All the while, where-as Jess is suffering from her parent’s narrow-minded views based on her religion, Jules is also suffering from her own parent’s narrow-mindedness. Her highly-strung mother has difficulty coming to terms with her daughter’s obsession with soccer leading her to falsely believe that her daughter may be more interested in girls than boys. It is these scenes that provide the few laugh-out-loud moments of the movie.

Most current US teen drama is currently over-wrought with Dawson’s Creek style pretentious vernacular and angsty-teenpop soundtracking. That’s not the British way, so it’s not the way teens are portrayed in BILB. When presented with an unfair situation, rather than launch into a debate on the existential conflict inherent in the nature-nurture axis, Knightley’s character sums things up with the refreshingly natural declaration of “That’s bollocks”. Also, as with all good British movies, it’s soundtrack tears strips off many of it’s contemporaries.

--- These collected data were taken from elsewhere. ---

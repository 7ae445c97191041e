//! Hourly price ingestion.
//!
//! Wires the quote client to a durable price store on a wall-clock schedule:
//!
//! - `config` — TOML settings with environment overrides.
//! - `store` — `PriceStore` trait and its SQLite implementation.
//! - `schedule` — next-hour trigger computation and the `Clock` seam.
//! - `job` — the `IngestionJob` state machine and its per-cycle orchestration.
#![warn(missing_docs)]
pub mod config;
pub mod job;
pub mod schedule;
pub mod store;

pub use config::Config;
pub use job::{CycleReport, IngestionJob, JobSettings, JobState, RunSummary};
pub use store::{PriceStore, SqliteStore};
//! Quote client for the batch price endpoint.
//!
//! `QuoteClient` turns a batch of tracked symbols into one `GET
//! /api/v3/ticker/price?symbols=[...]` call, runs it through the single-retry
//! rate-limit protocol and decodes the reply into [`QuotePair`] values.
use log::{debug, error};
use quote_common::batch::encode_batch_query;
use quote_common::{PipelineError, QuotePair, Result, SETTLEMENT_CURRENCY, Symbol};
use serde::de::DeserializeOwned;

use crate::rate_limit::send_with_rate_limit;
use crate::transport::{HttpTransport, Sleeper, ThreadSleeper};

/// Path of the last-price endpoint.
pub const PRICE_PATH: &str = "/api/v3/ticker/price";

/// Source of current prices for tracked symbols.
pub trait QuoteSource {
    /// Fetches the last price for every symbol of `batch` in one call.
    ///
    /// The service may omit symbols it has no market for; absence is not an error.
    fn fetch_batch(&self, batch: &[Symbol]) -> Result<Vec<QuotePair>>;

    /// Fetches the last price of a single symbol.
    fn fetch_last_price(&self, symbol: &Symbol) -> Result<QuotePair>;
}

impl<Q: QuoteSource + ?Sized> QuoteSource for &Q {
    fn fetch_batch(&self, batch: &[Symbol]) -> Result<Vec<QuotePair>> {
        (**self).fetch_batch(batch)
    }

    fn fetch_last_price(&self, symbol: &Symbol) -> Result<QuotePair> {
        (**self).fetch_last_price(symbol)
    }
}

impl<Q: QuoteSource + ?Sized> QuoteSource for Box<Q> {
    fn fetch_batch(&self, batch: &[Symbol]) -> Result<Vec<QuotePair>> {
        (**self).fetch_batch(batch)
    }

    fn fetch_last_price(&self, symbol: &Symbol) -> Result<QuotePair> {
        (**self).fetch_last_price(symbol)
    }
}

/// Rate-limit-aware client for the quote service.
pub struct QuoteClient<T, S = ThreadSleeper> {
    transport: T,
    sleeper: S,
    quote_currency: String,
}

impl<T: HttpTransport> QuoteClient<T> {
    /// Creates a client that prices symbols in the settlement currency and
    /// waits out rate limits on the calling thread.
    pub fn new(transport: T) -> Self {
        Self::with_sleeper(transport, ThreadSleeper)
    }
}

impl<T: HttpTransport, S: Sleeper> QuoteClient<T, S> {
    /// Creates a client with a custom sleeper.
    pub fn with_sleeper(transport: T, sleeper: S) -> Self {
        Self {
            transport,
            sleeper,
            quote_currency: SETTLEMENT_CURRENCY.to_string(),
        }
    }

    /// Overrides the quote currency appended to every symbol.
    pub fn quote_currency(mut self, quote: &str) -> Self {
        self.quote_currency = quote.to_string();
        self
    }

    fn get_json<D: DeserializeOwned>(&self, query: &[(&str, &str)]) -> Result<D> {
        let response = send_with_rate_limit(&self.transport, &self.sleeper, PRICE_PATH, query)
            .inspect_err(|e| error!("Failed to get last price: {}", e))?;
        serde_json::from_slice(&response.body).map_err(|e| {
            error!("Failed to unmarshal response: {}", e);
            PipelineError::Decode(e.to_string())
        })
    }
}

impl<T: HttpTransport, S: Sleeper> QuoteSource for QuoteClient<T, S> {
    fn fetch_batch(&self, batch: &[Symbol]) -> Result<Vec<QuotePair>> {
        let symbols = encode_batch_query(batch, &self.quote_currency);
        debug!("Requesting batch {}", symbols);
        let pairs: Vec<QuotePair> = self.get_json(&[("symbols", symbols.as_str())])?;
        debug!("Batch returned {} of {} pairs", pairs.len(), batch.len());
        Ok(pairs)
    }

    fn fetch_last_price(&self, symbol: &Symbol) -> Result<QuotePair> {
        let pair = symbol.pair_with(&self.quote_currency);
        self.get_json(&[("symbol", pair.as_str())])
    }
}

However, all is not perfect. There are some gaping potholes within the film - things that seem like they should go somewhere or be important but end up coming to nothing. A big deal is made of Jess having a burn scar on her legs but a quick minute long chat with the coach and the issue is never addressed again. The same with race issues, only once is the issue addressed, but a quick hug from our “understanding because he’s Irish” (?) wunder-coach and all is well again. These are things that don’t bother you while watching the movie but after you come away you find yourself thinking “Hang on a minute…

Performances are all good from the leads. Both Nagra and star-in-the-making Knightley are also stunningly beautiful which means your eyes will never leave the screen even in the few duller moments. Chadha’s direction isn’t particularly stylish but she does keep the story moving, leaving few lulls and her knowledge and personal experience of Sikh culture shows, leaving her supporting cast teetering on the line between real eccentricities and caricature to provide humour.

Overall, Bend It Like Beckham is nothing groundbreakingly special, but nor is it your usual yawnsome American teen melodrama. It’s a nice little film that doesn’t try to be more than it is. You know where it’s coming from and you know where it’s going to end up, but it doesn’t feel like it’s short-changed you.